Continuando , especificou o prof. Pierson:
- "A Sociologia, pois, não trata do todo social; trata
apenas do sociológico e deixa à História, à
Ecologia Humana, à Economia, à Ciência Política,
à Psicologia (no que se refere à Fisiologia) e outras
ciências sociais o estudo dos aspectos histórico, ecológico,
econômico, político e psicológico da vida humana;
isto é, a Sociologia deixa às outras ciências
sociais a maior porção do campo social. Trata apenas
daquilo que "é verdade a respeito dos sêres humanos
em virtude de êles viverem em tôda parte, juntos em grupos
em associação uns com os outros e nunca sózinhos".
Em outras palavras, a Sociologia trata dos processo pelos quais os
indivíduos humanos, separados no espaço, capazes de
existirem biologicamente apartados uns dos outros, combinam-se em
unidades maiores capazes de ação conjugada, (isto é,
"sociedades") e dos processos pelos quais estas unidades
maiores, subsequentemente, se desintegram em suas partes isoladas
originárias.
Com a rara exceção dos irmãos Siameses, cada
um de nós está separado no espaço dos seus companheiros.

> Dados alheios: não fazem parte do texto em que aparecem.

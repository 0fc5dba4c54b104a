use std::path::{Path, PathBuf};

use anyhow::Result;
use tokio::{fs::File, io::AsyncWriteExt};

fn temp_sibling(path: &Path) -> PathBuf {
    let mut name = path
        .file_name()
        .map(|v| v.to_os_string())
        .unwrap_or_default();
    name.push(".tmp");
    path.with_file_name(name)
}

/// Replaces the contents of `path` with `contents` without ever exposing a
/// partially written file. The data is flushed to a temporary sibling first
/// and only then renamed over the target, so an interrupted write leaves the
/// previous file intact.
pub async fn replace_file_atomically(path: &Path, contents: &[u8]) -> Result<()> {
    let tmp = temp_sibling(path);

    let mut file = File::create(&tmp).await?;
    file.write_all(contents).await?;
    file.flush().await?;
    file.sync_all().await?;
    drop(file);

    tokio::fs::rename(&tmp, path).await?;
    Ok(())
}
use serde::{Deserialize, Serialize};

const MICROS_PER_MILLI: f64 = 1000.0;
const MILLIS_PER_SECOND: f64 = 1000.0;

/// Display unit of the time axis and of marker offsets.
#[derive(Debug, Clone, Copy, PartialEq, Eq, Serialize, Deserialize)]
pub enum TimeUnit {
    Milliseconds,
    Seconds,
}

impl TimeUnit {
    /// Milliseconds up to a span of one second, seconds beyond.
    pub fn for_span(span_us: i64) -> Self {
        if span_us as f64 / MICROS_PER_MILLI > MILLIS_PER_SECOND {
            TimeUnit::Seconds
        } else {
            TimeUnit::Milliseconds
        }
    }

    /// Converts a duration in microseconds into display units.
    pub fn scale(self, duration_us: i64) -> f64 {
        let millis = duration_us as f64 / MICROS_PER_MILLI;
        match self {
            TimeUnit::Milliseconds => millis,
            TimeUnit::Seconds => millis / MILLIS_PER_SECOND,
        }
    }

    pub fn symbol(self) -> &'static str {
        match self {
            TimeUnit::Milliseconds => "ms",
            TimeUnit::Seconds => "s",
        }
    }
}

/// `count` evenly spaced values from 0 to `stop`, both ends included.
pub fn linspace(stop: f64, count: usize) -> Vec<f64> {
    match count {
        0 => Vec::new(),
        1 => vec![0.0],
        _ => {
            let last = count - 1;
            let step = stop / last as f64;
            (0..count)
                .map(|i| if i == last { stop } else { i as f64 * step })
                .collect()
        }
    }
}
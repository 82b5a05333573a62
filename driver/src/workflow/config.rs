use anyhow::Context;
use powerwin_render::{OutputFormat, RendererConfig};
use serde::{Deserialize, Serialize};
use std::fs;
use std::path::{Path, PathBuf};

pub const DEFAULT_RESOLUTION: usize = 1000;

/// Which annotations besides the boundaries end up on the chart.
#[derive(Clone, Copy, Debug, PartialEq, Eq, Serialize, Deserialize)]
#[serde(rename_all = "lowercase")]
pub enum MarkerMode {
    None,
    Text,
}

#[derive(Clone, Debug, PartialEq, Serialize, Deserialize)]
#[serde(default)]
pub struct PipelineConfig {
    /// Target number of buckets per series.
    pub resolution: usize,
    pub marker_mode: MarkerMode,
    /// Write a JSON description next to the chart.
    pub summary: bool,
    pub renderer: RendererConfig,
}

impl Default for PipelineConfig {
    fn default() -> Self {
        Self {
            resolution: DEFAULT_RESOLUTION,
            marker_mode: MarkerMode::None,
            summary: false,
            renderer: RendererConfig::default(),
        }
    }
}

/// Command-line values that take precedence over the config file.
#[derive(Clone, Debug, Default)]
pub struct Overrides {
    pub resolution: Option<usize>,
    pub text_markers: bool,
    pub summary: bool,
    pub output_dir: Option<PathBuf>,
    pub format: Option<OutputFormat>,
}

impl PipelineConfig {
    pub fn load<P: AsRef<Path>>(path: P) -> anyhow::Result<Self> {
        let path_ref = path.as_ref();
        let contents = fs::read_to_string(path_ref)
            .with_context(|| format!("reading pipeline config {}", path_ref.display()))?;
        let config: PipelineConfig = serde_yaml::from_str(&contents)
            .with_context(|| format!("parsing pipeline config {}", path_ref.display()))?;
        Ok(config)
    }

    pub fn with_overrides(mut self, overrides: &Overrides) -> Self {
        if let Some(resolution) = overrides.resolution {
            self.resolution = resolution;
        }
        if overrides.text_markers {
            self.marker_mode = MarkerMode::Text;
        }
        if overrides.summary {
            self.summary = true;
        }
        if let Some(dir) = overrides.output_dir.as_ref() {
            self.renderer.output_dir = dir.clone();
        }
        if let Some(format) = overrides.format {
            self.renderer.format = format;
        }
        self
    }
}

Segue-se que cada um de nós é capaz de mover-se independentemente
de todos os outros. Mais ainda, cada qual não sómente
possui seu próprio corpo mas também sua própria
mente e, certo sentido, vive sua própria vida, dentro do seu
próprio "mundo mental".
Mas - conclui o prof. Donald Pierson - apesar desta independência,
desta individualidade, desta separação, nós também
agimos "corporativamente", em grupos, fundindo nossas personalidades
em unidades maiores que a constituída exclusivamente por cada
um de nós. Participamos, por exemplo, de famílias, clubes,
igrejas, nações etc., onde "compartilhamos",
em cada caso, "objetivos comuns" e procuramos fins comuns".